NP-WEBNick Pickles is Director of civil liberties campaign group Big Brother Watch. Follow him on Twitter here

Oxford Council’s decision to force black cabs in the city to record the audio and video of every passenger’s journey has been condemned by Big Brother Watch as a staggering invasion of privacy. The city’s Oxford Mail newspaper has joined us, arguing the council has made the wrong decision, and the policy has attracted media attention across the world.

Despite the national code of practice on CCTV, published by the Information Commissioners office, stating CCTV should in no circumstances record audio, Oxford City Council has taken the decision that recording every conversation is a proportional response to the problems faced by drivers and passengers.

Whatever your views on CCTV, the recording of audio is an entirely new development in public surveillance and one which I would argue is a gross invasion of privacy, and entirely disproportionate.

Big Brother Watch has complained to the Information Commissioner about this policy, and we eagerly await his response.

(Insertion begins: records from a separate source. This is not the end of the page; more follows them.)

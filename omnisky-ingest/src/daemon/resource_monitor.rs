//! Host load sampling
//!
//! Linux: CPU from two `/proc/stat` samples, RAM from `/proc/meminfo`
//! (`MemTotal` / `MemAvailable`), processes from `/proc/<pid>/comm`. Where
//! those files cannot be read (other platforms, restricted containers) the
//! probe reports zero load and no processes.

use async_trait::async_trait;
use std::path::PathBuf;
use std::time::Duration;

/// Gap between the two `/proc/stat` reads
pub const CPU_SAMPLE_WINDOW: Duration = Duration::from_millis(100);

#[derive(Debug, Clone, Copy, Default, PartialEq)]
pub struct ResourceSample {
    pub cpu_pct: f64,
    pub ram_pct: f64,
}

#[async_trait]
pub trait ResourceProbe: Send + Sync {
    async fn sample(&self) -> ResourceSample;

    /// Names of running processes, as the kernel reports them
    async fn running_process_names(&self) -> Vec<String>;
}

/// Aggregate CPU jiffies from the `cpu` line of `/proc/stat`
#[derive(Debug, Clone, Copy, PartialEq, Eq)]
pub struct CpuTimes {
    pub busy: u64,
    pub total: u64,
}

/// Parse the aggregate `cpu` line; idle includes iowait, guest time is
/// already counted in user/nice
pub fn parse_cpu_times(stat: &str) -> Option<CpuTimes> {
    let line = stat.lines().find(|l| l.starts_with("cpu "))?;
    let fields: Vec<u64> = line
        .split_whitespace()
        .skip(1)
        .take(8)
        .map(|v| v.parse().unwrap_or(0))
        .collect();
    if fields.len() < 4 {
        return None;
    }

    let total: u64 = fields.iter().sum();
    let idle = fields[3] + fields.get(4).copied().unwrap_or(0);
    Some(CpuTimes {
        busy: total.saturating_sub(idle),
        total,
    })
}

/// Busy share between two samples, percent
pub fn cpu_percent(before: CpuTimes, after: CpuTimes) -> f64 {
    let total = after.total.saturating_sub(before.total);
    if total == 0 {
        return 0.0;
    }
    let busy = after.busy.saturating_sub(before.busy);
    (busy as f64 / total as f64 * 100.0).clamp(0.0, 100.0)
}

fn parse_meminfo_value(s: &str) -> u64 {
    s.trim()
        .trim_end_matches("kB")
        .trim()
        .parse::<u64>()
        .unwrap_or(0)
}

/// Used RAM percent from `/proc/meminfo`
pub fn parse_ram_percent(meminfo: &str) -> Option<f64> {
    let mut total_kb = 0u64;
    let mut available_kb = None;

    for line in meminfo.lines() {
        if let Some(val) = line.strip_prefix("MemTotal:") {
            total_kb = parse_meminfo_value(val);
        } else if let Some(val) = line.strip_prefix("MemAvailable:") {
            available_kb = Some(parse_meminfo_value(val));
        }
    }

    if total_kb == 0 {
        return None;
    }
    let used = total_kb.saturating_sub(available_kb?);
    Some(used as f64 / total_kb as f64 * 100.0)
}

/// `/proc` filesystem probe
#[derive(Debug, Clone)]
pub struct ProcfsProbe {
    proc_root: PathBuf,
    cpu_window: Duration,
}

impl ProcfsProbe {
    pub fn new() -> Self {
        Self::with_root("/proc")
    }

    /// Probe reading an alternative procfs mount
    pub fn with_root(proc_root: impl Into<PathBuf>) -> Self {
        Self {
            proc_root: proc_root.into(),
            cpu_window: CPU_SAMPLE_WINDOW,
        }
    }

    pub fn with_cpu_window(mut self, window: Duration) -> Self {
        self.cpu_window = window;
        self
    }

    async fn read_cpu_times(&self) -> Option<CpuTimes> {
        let stat = tokio::fs::read_to_string(self.proc_root.join("stat")).await.ok()?;
        parse_cpu_times(&stat)
    }

    async fn cpu_pct(&self) -> f64 {
        let Some(before) = self.read_cpu_times().await else {
            return 0.0;
        };
        tokio::time::sleep(self.cpu_window).await;
        let Some(after) = self.read_cpu_times().await else {
            return 0.0;
        };
        cpu_percent(before, after)
    }

    async fn ram_pct(&self) -> f64 {
        match tokio::fs::read_to_string(self.proc_root.join("meminfo")).await {
            Ok(meminfo) => parse_ram_percent(&meminfo).unwrap_or(0.0),
            Err(_) => 0.0,
        }
    }
}

impl Default for ProcfsProbe {
    fn default() -> Self {
        Self::new()
    }
}

#[async_trait]
impl ResourceProbe for ProcfsProbe {
    async fn sample(&self) -> ResourceSample {
        ResourceSample {
            cpu_pct: self.cpu_pct().await,
            ram_pct: self.ram_pct().await,
        }
    }

    async fn running_process_names(&self) -> Vec<String> {
        let mut names = Vec::new();
        let Ok(mut entries) = tokio::fs::read_dir(&self.proc_root).await else {
            return names;
        };

        while let Ok(Some(entry)) = entries.next_entry().await {
            let is_pid = entry
                .file_name()
                .to_str()
                .is_some_and(|n| !n.is_empty() && n.bytes().all(|b| b.is_ascii_digit()));
            if !is_pid {
                continue;
            }
            // Processes exit between listing and reading; skip those
            if let Ok(comm) = tokio::fs::read_to_string(entry.path().join("comm")).await {
                let name = comm.trim();
                if !name.is_empty() {
                    names.push(name.to_string());
                }
            }
        }

        names
    }
}

#[cfg(test)]
mod tests {
    use super::*;
    use tempfile::TempDir;

    const STAT_BEFORE: &str = "cpu  100 0 100 700 100 0 0 0 0 0\ncpu0 50 0 50 350 50 0 0 0 0 0\n";
    const STAT_AFTER: &str = "cpu  250 0 150 800 100 0 0 0 0 0\n";

    #[test]
    fn test_parse_cpu_times() {
        let times = parse_cpu_times(STAT_BEFORE).unwrap();
        assert_eq!(times.total, 1000);
        assert_eq!(times.busy, 200);
        assert!(parse_cpu_times("intr 1 2 3").is_none());
    }

    #[test]
    fn test_cpu_percent_between_samples() {
        let before = parse_cpu_times(STAT_BEFORE).unwrap();
        let after = parse_cpu_times(STAT_AFTER).unwrap();
        // 300 jiffies elapsed, 200 of them busy
        let pct = cpu_percent(before, after);
        assert!((pct - 66.666).abs() < 0.01, "got {}", pct);
        assert_eq!(cpu_percent(after, after), 0.0);
    }

    #[test]
    fn test_parse_ram_percent() {
        let meminfo = "MemTotal:       16000000 kB\nMemFree:         1000000 kB\nMemAvailable:    4000000 kB\n";
        assert_eq!(parse_ram_percent(meminfo), Some(75.0));
        assert_eq!(parse_ram_percent("MemTotal: 0 kB\n"), None);
        assert_eq!(parse_ram_percent("MemTotal: 100 kB\n"), None);
    }

    #[tokio::test]
    async fn test_probe_reads_fake_procfs() {
        let dir = TempDir::new().unwrap();
        std::fs::write(dir.path().join("stat"), STAT_BEFORE).unwrap();
        std::fs::write(
            dir.path().join("meminfo"),
            "MemTotal: 1000 kB\nMemAvailable: 900 kB\n",
        )
        .unwrap();
        for (pid, comm) in [("1", "systemd\n"), ("4242", "blender\n")] {
            std::fs::create_dir(dir.path().join(pid)).unwrap();
            std::fs::write(dir.path().join(pid).join("comm"), comm).unwrap();
        }
        std::fs::create_dir(dir.path().join("self")).unwrap();

        let probe = ProcfsProbe::with_root(dir.path()).with_cpu_window(Duration::from_millis(1));
        let sample = probe.sample().await;
        assert_eq!(sample.cpu_pct, 0.0);
        assert!((sample.ram_pct - 10.0).abs() < 1e-9);

        let mut names = probe.running_process_names().await;
        names.sort();
        assert_eq!(names, vec!["blender", "systemd"]);
    }

    #[tokio::test]
    async fn test_missing_procfs_reports_zero() {
        let probe = ProcfsProbe::with_root("/nonexistent/proc").with_cpu_window(Duration::from_millis(1));
        assert_eq!(probe.sample().await, ResourceSample::default());
        assert!(probe.running_process_names().await.is_empty());
    }
}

However, he has no legal power to reverse the council’s decision.

The main legal route available to those affected is to take the case to court, or to hope that Big Brother Watch’s campaign forces the council to abandon the policy.

We’re going to keep up the pressure on the council, but once again this case highlights the need for a real debate about the regulation of surveillance in the UK. The Information Commissioner lacks the power of penalties to meaningfully enforce existing law, while secrecy about what technology is being used prevents any meaningful critique of policy.

While the Protection of Freedoms Bill does improve the controls on who can watch CCTV, it does not stop the growth of new surveillance – whether that be council-mandated recording of your conversations in taxis or the Met Police’s use of equipment that captures every conversation, text and data packet of any mobile phone in a 10km radius.

Far too many of these powers are exercised beyond scrutiny and without accountability. While groups like Big Brother Watch exist to highlight them and campaign in defence of our privacy,  it is surely time our Government took seriously the need to control the growth of surveillance.

As technology advances, so will the temptation to use it for purposes unforeseen by those drafting legislation. Oxford is the latest front in the battle to protect our privacy, and I hope readers will join with us to make a stand and defend our civil liberties.